● Aim of the exercise
Copy out each line below containing "Self".

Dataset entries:
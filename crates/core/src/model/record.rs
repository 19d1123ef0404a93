use chrono::{DateTime, Utc};
use serde::{Deserialize, Serialize};

use crate::model::{IncorrectAnswer, Score, SessionId};

/// Score snapshot embedded in a persisted session record.
#[derive(Debug, Clone, Copy, PartialEq, Eq, Serialize, Deserialize)]
pub struct RecordScore {
    pub correct: u32,
    pub total: u32,
    pub percentage: u32,
}

impl From<Score> for RecordScore {
    fn from(score: Score) -> Self {
        Self {
            correct: score.correct,
            total: score.total,
            percentage: score.percentage(),
        }
    }
}

/// Finalized session payload handed to the persistence gateway.
///
/// Constructed only at a session-finalizing transition (restart/exit) or a
/// manual save, then handed off and discarded. The wire shape is
/// `{sessionId, timestamp, score, incorrectAnswers}`.
#[derive(Debug, Clone, PartialEq, Eq, Serialize, Deserialize)]
#[serde(rename_all = "camelCase")]
pub struct SessionRecord {
    pub session_id: SessionId,
    pub timestamp: DateTime<Utc>,
    pub score: RecordScore,
    pub incorrect_answers: Vec<IncorrectAnswer>,
}

impl SessionRecord {
    #[must_use]
    pub fn new(
        session_id: SessionId,
        timestamp: DateTime<Utc>,
        score: Score,
        incorrect_answers: Vec<IncorrectAnswer>,
    ) -> Self {
        Self {
            session_id,
            timestamp,
            score: score.into(),
            incorrect_answers,
        }
    }
}

#[cfg(test)]
mod tests {
    use super::*;
    use crate::model::{AnswerLetter, Question, QuestionId};
    use crate::time::fixed_now;

    fn build_question(id: u32, correct_index: u8) -> Question {
        Question::new(
            QuestionId::new(id),
            format!("T1A{id:02}"),
            format!("Prompt {id}"),
            [
                "one".to_string(),
                "two".to_string(),
                "three".to_string(),
                "four".to_string(),
            ],
            correct_index,
        )
        .unwrap()
    }

    #[test]
    fn record_snapshots_score_with_percentage() {
        let record = SessionRecord::new(
            SessionId::new("s1"),
            fixed_now(),
            Score {
                correct: 2,
                total: 3,
            },
            Vec::new(),
        );
        assert_eq!(record.score.correct, 2);
        assert_eq!(record.score.total, 3);
        assert_eq!(record.score.percentage, 67);
    }

    #[test]
    fn record_round_trips_incorrect_answer_triples() {
        let entries = vec![
            IncorrectAnswer::from_question(&build_question(0, 1), AnswerLetter::B),
            IncorrectAnswer::from_question(&build_question(1, 3), AnswerLetter::D),
        ];
        let record = SessionRecord::new(
            SessionId::new("2024-01-01_10-00-00_ab12cd"),
            fixed_now(),
            Score {
                correct: 0,
                total: 2,
            },
            entries.clone(),
        );

        let json = serde_json::to_string_pretty(&record).unwrap();
        assert!(json.contains("\"sessionId\""));
        assert!(json.contains("\"incorrectAnswers\""));
        assert!(json.contains("\"selectedAnswer\""));

        let back: SessionRecord = serde_json::from_str(&json).unwrap();
        let triples: Vec<_> = back
            .incorrect_answers
            .iter()
            .map(|e| (e.question_id, e.selected, e.correct))
            .collect();
        let expected: Vec<_> = entries
            .iter()
            .map(|e| (e.question_id, e.selected, e.correct))
            .collect();
        assert_eq!(triples, expected);
    }
}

● Solution below
    fn from(score: Score) -> Self {
        Self {
    ) -> Self {
        Self {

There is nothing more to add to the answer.